The Docket Scraper (as well as the Document Scraper which will look at next) runs asynchronously across multiple Firefox instances, by default two. The no. of instances (workers) running can be adjusted by the `n-workers` option (see the documentation).

*Note: the scraper only keeps the civil and criminal cases, to download a specific case type you can use the ``--case-type`` option.*

**Result**
Once both browsers have finished and closed, all of the cases from the query results file should be downloaded and can be found in *demo/pacer/psc/html*



## 5. Document Scraper
Lastly, we will get the actual documents associated with docket lines of the cases. The docket scraper can take a few different types of inputs, including a list of specific cases, but for this tutorial we will give it the directory of docket *.html* files as an input so that documents for all cases will be downloaded. By default, for each case all documents and attachments will be downloaded.

**Running script**
To use the Document Scraper we run the following:

    pacer-tools scraper -m document -c psc -a demo/auth.json -cl 50 --override-time --document-input demo/document_input.csv demo/pacer/psc
    
 - There is a default limit of 1000 documents per case. Any case that has more than 1000 documents will be skipped. This limit can be changed by the  `--document-limit` option.

**Result**
The Document Scraper will usually take significantly longer to run than the Docket Scraper given the volume of documents in most cases. Once the documents have finished downloading they can be found in the *demo/pacer/psc/docs* folder.
 

 **Attachments and specific documents**
 

 - To skip docket line attachments you can use the `--no-document-att` flag.
 - To get specific documents from specific cases, you can use the `--document-input` option to pass a *.csv* file with cases ids and list specific documents to retrieve, see the documentation for more.

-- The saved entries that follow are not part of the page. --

//! Tree-walking evaluation module.
//!
//! This module executes an AST that the scope checker has accepted and
//! produces the program's result together with the final variable bindings.
//!
//! - `value`: numbers tagged as integer or float
//! - `environment`: the insertion-ordered runtime store
//! - `evaluator`: the walk itself
//!
//! Operands of a binary operator must share a kind; mixing an integer and a
//! float is a runtime error, never an implicit conversion.

pub mod environment;
pub mod evaluator;
pub mod value;

#[cfg(test)]
mod tests;
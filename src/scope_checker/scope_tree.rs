use std::collections::HashMap;

use log::debug;

use crate::{
    ast::types::DeclaredType,
    errors::errors::{Error, ErrorImpl},
};

/// Index of a scope inside its [`ScopeTree`].
pub type ScopeId = usize;

pub const GLOBAL_SCOPE: &str = "GLOBAL";

/// A declaration record tracked by the scope tree.
#[derive(Debug, Clone, PartialEq)]
pub struct Symbol {
    pub declared_type: DeclaredType,
    pub assigned: bool,
    pub value: Option<String>,
}

impl Symbol {
    pub fn new(declared_type: DeclaredType) -> Self {
        Symbol {
            declared_type,
            assigned: false,
            value: None,
        }
    }
}

#[derive(Debug)]
pub struct Scope {
    pub name: String,
    symbols: HashMap<String, Symbol>,
    parent: Option<ScopeId>,
    children: HashMap<String, ScopeId>,
}

impl Scope {
    fn new(name: String, parent: Option<ScopeId>) -> Self {
        Scope {
            name,
            symbols: HashMap::new(),
            parent,
            children: HashMap::new(),
        }
    }

    pub fn get_symbol(&self, name: &str) -> Option<&Symbol> {
        self.symbols.get(name)
    }

    pub fn parent(&self) -> Option<ScopeId> {
        self.parent
    }

    pub fn child(&self, name: &str) -> Option<ScopeId> {
        self.children.get(name).copied()
    }

    pub fn symbol_count(&self) -> usize {
        self.symbols.len()
    }
}

/// Arena of nested scopes with a movable current-scope cursor.
///
/// Scopes refer to their parent by index. Lookups walk from the current
/// scope outward through its ancestors, never into children or siblings.
#[derive(Debug)]
pub struct ScopeTree {
    scopes: Vec<Scope>,
    current: ScopeId,
}

impl Default for ScopeTree {
    fn default() -> Self {
        Self::new()
    }
}

impl ScopeTree {
    pub fn new() -> Self {
        ScopeTree {
            scopes: vec![Scope::new(String::from(GLOBAL_SCOPE), None)],
            current: 0,
        }
    }

    pub fn root(&self) -> &Scope {
        &self.scopes[0]
    }

    pub fn current_id(&self) -> ScopeId {
        self.current
    }

    pub fn current_scope(&self) -> &Scope {
        &self.scopes[self.current]
    }

    pub fn get_scope(&self, id: ScopeId) -> Option<&Scope> {
        self.scopes.get(id)
    }

    pub fn len(&self) -> usize {
        self.scopes.len()
    }

    pub fn is_empty(&self) -> bool {
        self.scopes.is_empty()
    }

    /// Finds the nearest scope, starting at the current one, that declares `name`.
    fn resolve(&self, name: &str) -> Option<ScopeId> {
        let mut cursor = Some(self.current);

        while let Some(id) = cursor {
            let scope = &self.scopes[id];
            if scope.symbols.contains_key(name) {
                return Some(id);
            }
            cursor = scope.parent;
        }

        None
    }

    /// Looks `name` up through the current scope and its ancestors.
    pub fn lookup(&self, name: &str) -> Option<&Symbol> {
        self.resolve(name)
            .and_then(|id| self.scopes[id].get_symbol(name))
    }

    /// Looks `name` up in the current scope only.
    pub fn lookup_local(&self, name: &str) -> Option<&Symbol> {
        self.current_scope().get_symbol(name)
    }

    /// Declares `name` in the current scope.
    pub fn define(&mut self, name: &str, declared_type: DeclaredType) -> Result<(), Error> {
        if self.lookup_local(name).is_some() {
            return Err(Error::unpositioned(ErrorImpl::VariableAlreadyDeclared {
                variable: name.to_string(),
            }));
        }

        debug!(
            "defined `{}` as {} in scope `{}`",
            name,
            declared_type,
            self.current_scope().name
        );

        let current = self.current;
        self.scopes[current]
            .symbols
            .insert(name.to_string(), Symbol::new(declared_type));

        Ok(())
    }

    /// Records `value` on the nearest visible declaration of `name`.
    pub fn bind(&mut self, name: &str, value: impl Into<String>) -> Result<(), Error> {
        let value = value.into();
        debug!("bound `{}` to {}", name, value);
        self.symbol_mut(name)?.value = Some(value);
        self.mark_assigned(name)
    }

    /// Flags the nearest visible declaration of `name` as assigned.
    pub fn mark_assigned(&mut self, name: &str) -> Result<(), Error> {
        self.symbol_mut(name)?.assigned = true;
        Ok(())
    }

    fn symbol_mut(&mut self, name: &str) -> Result<&mut Symbol, Error> {
        let not_declared = || {
            Error::unpositioned(ErrorImpl::VariableNotDeclared {
                variable: name.to_string(),
            })
        };

        let id = self.resolve(name).ok_or_else(not_declared)?;
        self.scopes[id].symbols.get_mut(name).ok_or_else(not_declared)
    }

    /// Creates a named child of the current scope without entering it.
    pub fn add_scope(&mut self, name: &str) -> Result<ScopeId, Error> {
        if self.current_scope().child(name).is_some() {
            return Err(Error::unpositioned(ErrorImpl::ScopeAlreadyExists {
                scope: name.to_string(),
            }));
        }

        let id = self.scopes.len();
        self.scopes.push(Scope::new(name.to_string(), Some(self.current)));

        let current = self.current;
        self.scopes[current].children.insert(name.to_string(), id);

        Ok(id)
    }

    /// Moves the cursor into the named child of the current scope.
    pub fn enter_scope(&mut self, name: &str) -> Result<(), Error> {
        match self.current_scope().child(name) {
            Some(id) => {
                self.current = id;
                Ok(())
            }
            None => Err(Error::unpositioned(ErrorImpl::UnknownScope {
                scope: name.to_string(),
            })),
        }
    }

    /// Moves the cursor back to the parent of the current scope.
    pub fn exit_scope(&mut self) -> Result<(), Error> {
        match self.current_scope().parent() {
            Some(parent) => {
                self.current = parent;
                Ok(())
            }
            None => Err(Error::unpositioned(ErrorImpl::ExitRootScope)),
        }
    }
}
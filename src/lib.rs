#![allow(clippy::module_inception)]

use std::rc::Rc;

use log::debug;

use crate::{
    errors::errors::{Error, ErrorTip},
    evaluator::evaluator::{evaluate, Evaluation},
    lexer::lexer::Lexer,
    parser::parser::parse,
    scope_checker::scope_checker::check_scopes,
};

pub mod ast;
pub mod config;
pub mod errors;
pub mod evaluator;
pub mod lexer;
pub mod macros;
pub mod parser;
pub mod scope_checker;

extern crate regex;

#[derive(Debug, Clone, PartialEq)]
pub struct Position(pub u32, pub Rc<String>);

impl Position {
    pub fn null() -> Self {
        Position(0, Rc::new(String::from("<null>")))
    }

    pub fn is_null(&self) -> bool {
        self.1.as_str() == "<null>"
    }
}

#[derive(Debug, Clone, PartialEq)]
pub struct Span {
    pub start: Position,
    pub end: Position,
}

/// Runs the whole pipeline over `source`: lexing, parsing, the static scope
/// check and finally evaluation. The first error aborts the run.
pub fn run(source: String, file: Option<String>) -> Result<Evaluation, Error> {
    let program = parse(Lexer::new(source, file))?;
    debug!("parsed function `{}`", program.function.name);

    // The scope tree only exists to reject the program; evaluation keeps its own store.
    check_scopes(&program)?;

    evaluate(&program)
}

/// Finds the line containing the byte offset `position`.
///
/// Returns the 1-based line number, the line text and the offset within that line.
/// The end of input maps to the end of the last line.
pub fn get_line_at_position(content: &str, position: u32) -> Option<(usize, String, usize)> {
    let pos = position as usize;

    if pos > content.len() {
        return None;
    }

    if pos == content.len() {
        let (index, line) = content.split_inclusive('\n').enumerate().last()?;
        return Some((index + 1, line.to_string(), line.trim_end_matches('\n').len()));
    }

    let mut start = 0;

    for (index, line) in content.split_inclusive('\n').enumerate() {
        let end = start + line.len();

        if (start..end).contains(&pos) {
            return Some((index + 1, line.to_string(), pos - start));
        }

        start = end;
    }

    None
}

pub fn display_error(error: &Error, source: &str, file: &str) {
    /*
        Error: SyntaxError (Expected `Semi`, found `RBrace`)
        -> foobar.txt
           |
        3  | y = 5 }
           | ------^
    */

    if let ErrorTip::None = error.get_tip() {
        eprintln!("Error: {}", error.kind());
    } else {
        eprintln!("Error: {} ({})", error.kind(), error.get_tip());
    }
    eprintln!("-> {}", file);

    let position = error.get_position();
    if position.is_null() {
        return;
    }

    let Some((line, line_text, line_pos)) = get_line_at_position(source, position.0) else {
        return;
    };

    let line_string = line.to_string();
    let padding = line_string.len() + 2;

    eprintln!("{:>padding$}", "|");

    let (line_text_removed, _) = remove_starting_whitespace(&line_text);
    eprintln!("{} | {}", line_string, line_text_removed.trim_end());

    let arrows = caret_column(&line_text, line_pos);

    eprintln!("{:>padding$} {:->arrows$}", "|", "^");
}

/// Character column of the caret for byte offset `line_pos`, counted after
/// the leading whitespace that the snippet strips.
fn caret_column(line_text: &str, line_pos: usize) -> usize {
    let prefix = line_text.get(..line_pos).unwrap_or(line_text);
    prefix.trim_start().chars().count() + 1
}

fn remove_starting_whitespace(string: &str) -> (String, usize) {
    let trimmed = string.trim_start();
    let removed = string.len() - trimmed.len();

    (String::from(trimmed), removed)
}
use std::{fmt::Display, slice::Iter};

use crate::lexer::tokens::FUNCTION_KEYWORD;

use super::{
    expressions::{Expr, Variable},
    types::DeclaredType,
};

/// Statement
#[derive(Debug, Clone, PartialEq)]
pub enum Stmt {
    Declare {
        name: String,
        declared_type: DeclaredType,
    },
    Assign {
        target: Variable,
        value: Expr,
    },
    Compound(Compound),
    /// Produced for a body with no statements.
    Empty,
}

impl Display for Stmt {
    fn fmt(&self, f: &mut std::fmt::Formatter<'_>) -> std::fmt::Result {
        match self {
            Stmt::Declare {
                name,
                declared_type,
            } => write!(f, "{} {};", declared_type, name),
            Stmt::Assign { target, value } => write!(f, "{} = {};", target, value),
            Stmt::Compound(compound) => write!(f, "{}", compound),
            Stmt::Empty => Ok(()),
        }
    }
}

/// A braced, ordered list of statements.
#[derive(Debug, Clone, PartialEq, Default)]
pub struct Compound {
    pub statements: Vec<Stmt>,
}

impl Compound {
    pub fn iter(&self) -> Iter<'_, Stmt> {
        self.statements.iter()
    }
}

impl Display for Compound {
    fn fmt(&self, f: &mut std::fmt::Formatter<'_>) -> std::fmt::Result {
        write!(f, "{{")?;
        for statement in self.iter() {
            write!(f, " {}", statement)?;
        }
        write!(f, " }}")
    }
}

#[derive(Debug, Clone, PartialEq)]
pub struct Param {
    pub declared_type: DeclaredType,
    pub name: String,
}

impl Display for Param {
    fn fmt(&self, f: &mut std::fmt::Formatter<'_>) -> std::fmt::Result {
        write!(f, "{} {}", self.declared_type, self.name)
    }
}

#[derive(Debug, Clone, PartialEq)]
pub struct FunctionDef {
    pub name: String,
    pub params: Vec<Param>,
    pub body: Compound,
}

impl Display for FunctionDef {
    fn fmt(&self, f: &mut std::fmt::Formatter<'_>) -> std::fmt::Result {
        let params = self
            .params
            .iter()
            .map(|param| param.to_string())
            .collect::<Vec<String>>()
            .join(", ");

        write!(f, "{} {}({}) {}", FUNCTION_KEYWORD, self.name, params, self.body)
    }
}

/// The root of the tree. A program is exactly one function definition.
#[derive(Debug, Clone, PartialEq)]
pub struct Program {
    pub function: FunctionDef,
}

impl Display for Program {
    fn fmt(&self, f: &mut std::fmt::Formatter<'_>) -> std::fmt::Result {
        writeln!(f, "{}", self.function)
    }
}
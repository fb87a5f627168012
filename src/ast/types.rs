//! Type definitions for the AST.
//!
//! The language knows exactly two numeric types. They appear twice in the
//! tree: as the declared type of a variable or parameter, and as the kind of
//! a numeric literal.

use std::fmt::Display;

/// A type named by a `int` / `float` keyword.
#[derive(Debug, Clone, Copy, PartialEq, Eq, Hash)]
pub enum DeclaredType {
    Int,
    Float,
}

impl DeclaredType {
    /// The literal kind a value of this type carries at runtime.
    pub fn number_kind(&self) -> NumberKind {
        match self {
            DeclaredType::Int => NumberKind::Int,
            DeclaredType::Float => NumberKind::Float,
        }
    }
}

impl Display for DeclaredType {
    fn fmt(&self, f: &mut std::fmt::Formatter<'_>) -> std::fmt::Result {
        match self {
            DeclaredType::Int => write!(f, "int"),
            DeclaredType::Float => write!(f, "float"),
        }
    }
}

/// Distinguishes integer from floating-point numerals and values.
#[derive(Debug, Clone, Copy, PartialEq, Eq, Hash)]
pub enum NumberKind {
    Int,
    Float,
}

impl Display for NumberKind {
    fn fmt(&self, f: &mut std::fmt::Formatter<'_>) -> std::fmt::Result {
        match self {
            NumberKind::Int => write!(f, "int"),
            NumberKind::Float => write!(f, "float"),
        }
    }
}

To see more specifics, options and use cases check out the detailed documentation [here](src/pacer_tools/code/downloader/README.md).

# Parser Tutorial

This short section explains how to use the SCALES Parser tool to read HTMLs downloaded from Pacer and convert them into JSON format. The parser takes as its input the results of running the [docket scraper](README.md#4-docket-scraper) - namely, a folder of HTMLs.

**Running script**
To use the parser on the HTMLs from the docket scraper in the previous tutorial, we will simply run the following:

    pacer-tools parser demo/pacer/psc/html

**Result**
Once the parser has finished, all the parsed versions of the HTML files can be found in */data/pacer/psc/json*.

To see more specifics, options, and details on the JSON schema, check out the detailed documentation [here](code/parsers/README.md).